Zeke touched his ear. His fingers came back red.
"Huh," he said.
"I see." She stood. "A medical team is on standby. I've also flagged your consumption report for priority review β an A-rank Despair Plague placed on public infrastructure is inconsistent with standard curse-wielder behavior. This appears to have been deliberately designed for maximum civilian exposure."
Something cold moved through Zeke's gut that had nothing to do with the curses. He looked up. "Someone put an A-rank on a subway handrail. On purpose."
"That is what the evidence suggests."
"That's not a curse-wielder with a grudge. That's..."
"A deliberate attack," Soo-Yeon finished. "Yes. The Curse Division is already investigating. Three similar incidents have been reported in the last month β B-rank curses on public infrastructure in Seoul, Busan, and Incheon. This is the first A-rank."
Three. Three incidents he hadn't been told about because they were B-rank, handled by conventional curse suppression teams, filed under routine and forgotten.
"Someone's escalating."
"The pattern suggests systematic testing. B-rank as proof of concept. A-rank as deployment." She adjusted her glasses.

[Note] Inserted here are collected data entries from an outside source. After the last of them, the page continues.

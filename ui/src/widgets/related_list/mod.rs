//! The editable related list: toolbar, status line, data table and the
//! observers that turn terminal fetch/save phases into toasts.

mod panel;
mod table;

pub use panel::related_list_panel;
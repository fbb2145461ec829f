use std::any::{Any, TypeId, type_name};
use std::collections::BTreeMap;

/// Read-only view over the dependencies a compute declared.
///
/// The context builds this from the compute's `deps` list only, so an
/// undeclared access cannot silently read stale data — it panics instead.
/// Declarations are static, which makes a missing entry a wiring bug, not
/// a runtime condition.
pub struct Dep<'a> {
    states: BTreeMap<TypeId, &'a dyn Any>,
    computes: BTreeMap<TypeId, &'a dyn Any>,
}

impl<'a> Dep<'a> {
    pub(crate) fn new(
        states: BTreeMap<TypeId, &'a dyn Any>,
        computes: BTreeMap<TypeId, &'a dyn Any>,
    ) -> Self {
        Self { states, computes }
    }

    pub fn state<T: Any>(&self) -> &'a T {
        self.states
            .get(&TypeId::of::<T>())
            .and_then(|any| any.downcast_ref::<T>())
            .unwrap_or_else(|| panic!("state {} is not a declared dependency", type_name::<T>()))
    }

    pub fn compute<T: Any>(&self) -> &'a T {
        self.computes
            .get(&TypeId::of::<T>())
            .and_then(|any| any.downcast_ref::<T>())
            .unwrap_or_else(|| panic!("compute {} is not a declared dependency", type_name::<T>()))
    }
}

#[cfg(test)]
mod dep_tests {
    use std::any::{Any, TypeId};
    use std::collections::BTreeMap;

    use super::Dep;

    #[derive(Debug, PartialEq, Eq)]
    struct Counter(u32);

    #[test]
    fn state_returns_declared_dependency() {
        let counter = Counter(7);
        let mut states: BTreeMap<TypeId, &dyn Any> = BTreeMap::new();
        states.insert(TypeId::of::<Counter>(), &counter);
        let dep = Dep::new(states, BTreeMap::new());
        assert_eq!(dep.state::<Counter>(), &Counter(7), "declared state must be readable");
    }

    #[test]
    #[should_panic(expected = "not a declared dependency")]
    fn undeclared_state_panics() {
        let dep = Dep::new(BTreeMap::new(), BTreeMap::new());
        let _ = dep.state::<Counter>();
    }
}
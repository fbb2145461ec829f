use std::any::Any;

/// A unit of application state owned by the context.
///
/// States are plain data, read and mutated on the UI thread. Async commands
/// never hold references to them: they receive cloned snapshots at dispatch
/// time and write back through the update channel, which lands in
/// [`assign_box`](State::assign_box) at the next sync.
pub trait State: Any {
    fn as_any(&self) -> &dyn Any;

    fn as_any_mut(&mut self) -> &mut dyn Any;

    /// Clone this state into a `Send` box for a command snapshot.
    ///
    /// The default keeps the state off the snapshot entirely; override it
    /// for states that commands read.
    fn snapshot(&self) -> Option<Box<dyn Any + Send>> {
        None
    }

    /// Replace this state with a value that arrived over the update channel.
    fn assign_box(&mut self, value: Box<dyn Any + Send>);
}

/// Shared `assign_box` body: downcast to `Self` and assign.
///
/// A downcast mismatch is logged rather than propagated; the sender is an
/// already-detached task and the slot keeps its current value.
pub fn assign_boxed<T: Any>(slot: &mut T, value: Box<dyn Any + Send>) {
    match value.downcast::<T>() {
        Ok(value) => *slot = *value,
        Err(_) => log::error!(
            "update channel carried a foreign type for {}",
            std::any::type_name::<T>()
        ),
    }
}
#![cfg_attr(not(debug_assertions), windows_subsystem = "windows")]

use dealgrid_ui::DealGridApp;
use dealgrid_ui::state::State;

#[cfg(not(target_arch = "wasm32"))]
mod alloc {
    use mimalloc::MiMalloc;

    #[global_allocator]
    static GLOBAL: MiMalloc = MiMalloc;
}

#[cfg(not(target_arch = "wasm32"))]
fn main() -> eframe::Result {
    env_logger::Builder::from_env(env_logger::Env::default()).init();

    let native_options = eframe::NativeOptions {
        hardware_acceleration: eframe::HardwareAcceleration::Preferred,
        viewport: egui::ViewportBuilder::default()
            .with_inner_size([980.0, 620.0])
            .with_min_inner_size([640.0, 360.0]),
        ..Default::default()
    };
    eframe::run_native(
        "DealGrid",
        native_options,
        Box::new(move |_cc| Ok(Box::new(DealGridApp::new(State::default())))),
    )
}

#[cfg(target_arch = "wasm32")]
fn main() {
    use eframe::wasm_bindgen::JsCast as _;

    eframe::WebLogger::init(log::LevelFilter::Debug).ok();

    let web_options = eframe::WebOptions::default();

    wasm_bindgen_futures::spawn_local(async {
        let document = web_sys::window()
            .expect("No window")
            .document()
            .expect("No document");

        let canvas = document
            .get_element_by_id("egui_canvas")
            .expect("Failed to find egui_canvas")
            .dyn_into::<web_sys::HtmlCanvasElement>()
            .expect("egui_canvas was not a HtmlCanvasElement");

        let start_result = eframe::WebRunner::new()
            .start(
                canvas,
                web_options,
                Box::new(move |_cc| Ok(Box::new(DealGridApp::new(State::default())))),
            )
            .await;

        // Remove the loading text and spinner:
        if let Some(loading_text) = document.get_element_by_id("loading_text") {
            match start_result {
                Ok(()) => {
                    loading_text.remove();
                }
                Err(e) => {
                    loading_text.set_inner_html(
                        "<p> The app has crashed. See the developer console for details. </p>",
                    );
                    panic!("Failed to start eframe: {e:?}");
                }
            }
        }
    });
}
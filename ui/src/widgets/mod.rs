//! The widgets used by the application.

mod env_version;
mod query_bar;
mod related_list;
mod toasts;

pub use env_version::env_version;
pub use query_bar::{QueryBarState, query_bar};
pub use related_list::related_list_panel;
pub use toasts::toast_overlay;
use std::process::Command;

fn main() {
    // Build timestamp, RFC3339.
    let build_date = chrono::Utc::now().to_rfc3339();
    println!("cargo:rustc-env=BUILD_DATE={build_date}");

    // Short git commit hash; "unknown" outside a checkout (e.g. crates.io builds).
    let commit =
        git_output(&["rev-parse", "--short", "HEAD"]).unwrap_or_else(|| "unknown".to_owned());
    println!("cargo:rustc-env=BUILD_COMMIT={commit}");

    println!("cargo:rerun-if-changed=../.git/HEAD");
}

fn git_output(args: &[&str]) -> Option<String> {
    Command::new("git")
        .args(args)
        .output()
        .ok()
        .and_then(|output| {
            if output.status.success() {
                String::from_utf8(output.stdout).ok()
            } else {
                None
            }
        })
        .map(|s| s.trim().to_owned())
}
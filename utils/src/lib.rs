//! Shared utilities for the DealGrid workspace.

pub mod version_info;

Both hands this time. "I have been asked to inform you that the Curse Division would like to schedule a briefing regarding a potential organized curse-wielding threat at your earliest convenience."

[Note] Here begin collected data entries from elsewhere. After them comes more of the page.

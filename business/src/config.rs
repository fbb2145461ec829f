use std::any::Any;
use std::env::vars;

use dealgrid_states::{State, assign_boxed};
use serde::Deserialize;
use ustr::Ustr;

/// Field list used when `DEALGRID_FIELDS` is not set.
pub const DEFAULT_FIELD_LIST: &str = "Name,StageName,Amount,CloseDate";

/// Deal-service endpoint and the externally injected query parameters.
///
/// The base URL is baked in per build environment (Cargo features); all three
/// values can be overridden through `DEALGRID_*` environment variables at
/// startup and edited in the top bar afterwards.
#[derive(Debug, Clone, PartialEq, Eq)]
pub struct BusinessConfig {
    pub api_base_url: String,
    /// Parent account whose related opportunities are listed. No fetch is
    /// issued while this is unset.
    pub parent_id: Option<Ustr>,
    /// Comma-separated field names projected into the table.
    pub field_list: String,
}

/// `DEALGRID_*` environment variables, deserialized with `serde-env`.
#[derive(Debug, Default, Deserialize)]
struct EnvOverrides {
    dealgrid_api_base_url: Option<String>,
    dealgrid_parent_id: Option<String>,
    dealgrid_fields: Option<String>,
}

impl BusinessConfig {
    pub fn new(base_url: impl Into<String>) -> Self {
        Self {
            api_base_url: base_url.into(),
            parent_id: None,
            field_list: DEFAULT_FIELD_LIST.to_owned(),
        }
    }

    /// Built-in environment defaults with `DEALGRID_*` overrides applied.
    pub fn from_env() -> Self {
        match serde_env::from_iter(vars()) {
            Ok(overrides) => Self::default().with_overrides(overrides),
            Err(err) => {
                log::warn!("ignoring DEALGRID_* environment overrides: {err}");
                Self::default()
            }
        }
    }

    fn with_overrides(mut self, overrides: EnvOverrides) -> Self {
        if let Some(base_url) = overrides.dealgrid_api_base_url {
            // Request paths start with '/', so the base must not end with one.
            self.api_base_url = base_url.trim_end_matches('/').to_owned();
        }
        if let Some(parent_id) = overrides.dealgrid_parent_id {
            let parent_id = parent_id.trim();
            if !parent_id.is_empty() {
                self.parent_id = Some(Ustr::from(parent_id));
            }
        }
        if let Some(field_list) = overrides.dealgrid_fields {
            if !field_list.trim().is_empty() {
                self.field_list = field_list;
            }
        }
        self
    }

    pub fn api_url(&self) -> Ustr {
        Ustr::from(&self.api_base_url)
    }
}

impl Default for BusinessConfig {
    fn default() -> Self {
        Self::new(if cfg!(target_arch = "wasm32") {
            // Same-origin relative URLs on web.
            String::new()
        } else if cfg!(feature = "env_sandbox") {
            "https://deals-sandbox.dealgrid.app".to_owned()
        } else if cfg!(feature = "env_nightly") {
            "https://deals-nightly.dealgrid.app".to_owned()
        } else {
            "https://deals.dealgrid.app".to_owned()
        })
    }
}

impl State for BusinessConfig {
    fn as_any(&self) -> &dyn Any {
        self
    }

    fn as_any_mut(&mut self) -> &mut dyn Any {
        self
    }

    fn snapshot(&self) -> Option<Box<dyn Any + Send>> {
        Some(Box::new(self.clone()))
    }

    fn assign_box(&mut self, value: Box<dyn Any + Send>) {
        assign_boxed(self, value);
    }
}
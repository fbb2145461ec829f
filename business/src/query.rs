//! Reactive query parameters of the related list.

use std::any::Any;

use dealgrid_states::{State, assign_boxed};
use ustr::Ustr;

use crate::columns::parse_field_list;
use crate::config::{BusinessConfig, DEFAULT_FIELD_LIST};

/// Parent identifier plus field list, with a revision that bumps on every
/// effective change.
///
/// The revision is what makes the parameters reactive: the related-list
/// panel compares it against the revision the rows cache answered and
/// refetches on mismatch. Both values are private so every change flows
/// through the bumping setters.
#[derive(Debug, Clone, PartialEq, Eq)]
pub struct RelatedListQuery {
    parent_id: Option<Ustr>,
    field_list: String,
    revision: u64,
}

impl Default for RelatedListQuery {
    fn default() -> Self {
        Self {
            parent_id: None,
            field_list: DEFAULT_FIELD_LIST.to_owned(),
            revision: 0,
        }
    }
}

impl RelatedListQuery {
    pub fn from_config(config: &BusinessConfig) -> Self {
        Self {
            parent_id: config.parent_id,
            field_list: config.field_list.clone(),
            revision: 0,
        }
    }

    pub fn parent_id(&self) -> Option<Ustr> {
        self.parent_id
    }

    pub fn field_list(&self) -> &str {
        &self.field_list
    }

    pub fn revision(&self) -> u64 {
        self.revision
    }

    /// Bumps the revision only when the value actually changes.
    pub fn set_parent_id(&mut self, parent_id: Option<Ustr>) {
        if self.parent_id != parent_id {
            self.parent_id = parent_id;
            self.revision += 1;
        }
    }

    /// Bumps the revision only when the value actually changes.
    pub fn set_field_list(&mut self, field_list: impl Into<String>) {
        let field_list = field_list.into();
        if self.field_list != field_list {
            self.field_list = field_list;
            self.revision += 1;
        }
    }

    /// The read call's `fields` parameter: entries trimmed, comma-joined.
    pub fn wire_field_list(&self) -> String {
        parse_field_list(&self.field_list).join(",")
    }
}

impl State for RelatedListQuery {
    fn as_any(&self) -> &dyn Any {
        self
    }

    fn as_any_mut(&mut self) -> &mut dyn Any {
        self
    }

    fn snapshot(&self) -> Option<Box<dyn Any + Send>> {
        Some(Box::new(self.clone()))
    }

    fn assign_box(&mut self, value: Box<dyn Any + Send>) {
        assign_boxed(self, value);
    }
}

#[cfg(test)]
mod tests {
    use ustr::Ustr;

    use super::RelatedListQuery;

    #[test]
    fn setters_bump_the_revision_once_per_change() {
        let mut query = RelatedListQuery::default();
        assert_eq!(query.revision(), 0);

        query.set_parent_id(Some(Ustr::from("001xx000003DGbY")));
        assert_eq!(query.revision(), 1, "new parent id must bump the revision");

        query.set_parent_id(Some(Ustr::from("001xx000003DGbY")));
        assert_eq!(query.revision(), 1, "setting the same parent id must not bump");

        query.set_field_list("Name,Amount");
        assert_eq!(query.revision(), 2, "new field list must bump the revision");

        query.set_field_list("Name,Amount");
        assert_eq!(query.revision(), 2, "setting the same field list must not bump");
    }

    #[test]
    fn wire_field_list_trims_entries() {
        let mut query = RelatedListQuery::default();
        query.set_field_list(" Name , Amount ,CloseDate");
        assert_eq!(query.wire_field_list(), "Name,Amount,CloseDate");
    }
}
use std::any::{Any, TypeId, type_name};

use crate::task::TaskId;

/// A pending assignment travelling from a command or compute back to the
/// context. `source` is the producing task for command results, `None`
/// for derived computes (those are never superseded).
pub(crate) struct Applied {
    pub target: TypeId,
    pub source: Option<TaskId>,
    pub value: Box<dyn Any + Send>,
}

/// Write handle given to computes and commands.
///
/// `set` never touches state directly. The value is sent to the context
/// and applied at the next `sync_computes`, which keeps every mutation on
/// the UI thread. Updates carrying a superseded task id are dropped there.
#[derive(Clone)]
pub struct Updater {
    sender: flume::Sender<Applied>,
    source: Option<TaskId>,
}

impl Updater {
    pub(crate) fn new(sender: flume::Sender<Applied>, source: Option<TaskId>) -> Self {
        Self { sender, source }
    }

    pub fn set<T: Any + Send>(&self, value: T) {
        let applied = Applied {
            target: TypeId::of::<T>(),
            source: self.source,
            value: Box::new(value),
        };
        if self.sender.send(applied).is_err() {
            log::warn!("dropping update for {}: context is gone", type_name::<T>());
        }
    }
}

*Organized*. Not a lone wielder. Not a person with a grudge and a handrail. An organization testing weapons on subway passengers.
Zeke sat on the stairs of Gangnam Station with other people's despair settling into his bones, blood drying on his upper lip, curse marks crawling toward his jaw, and thought about a world where someone had looked at a crowded subway platform and seen a testing ground.
Forty-one people. Forty-one appetizers for whoever was cooking the main course.
"Yeah," he said. "Tell them I'll be there."
He didn't move. Couldn't, yet. The despair was still digesting, and his body needed time to process what he'd forced it to swallow. Above him, through the station ceiling, through the street, through the city, Seoul moved on β eight million people riding trains, touching handrails, walking through a world where any surface could carry a plague made of concentrated suffering.
Soo-Yeon stood beside him. She didn't offer help. Didn't suggest rest. Didn't touch his shoulder or say anything comforting. Just stood there with her tablet and her data and her glasses, and didn't leave.
The Collective settled into its new shape β bigger now, denser, fed on forty-one flavors of human despair. When it spoke, the chorus had more voices.
*We will be hungry again soon, little eater. We are always hungry. And someone out there is cooking for us.*
Somewhere in Seoul, a curse-wielder was placing the next course.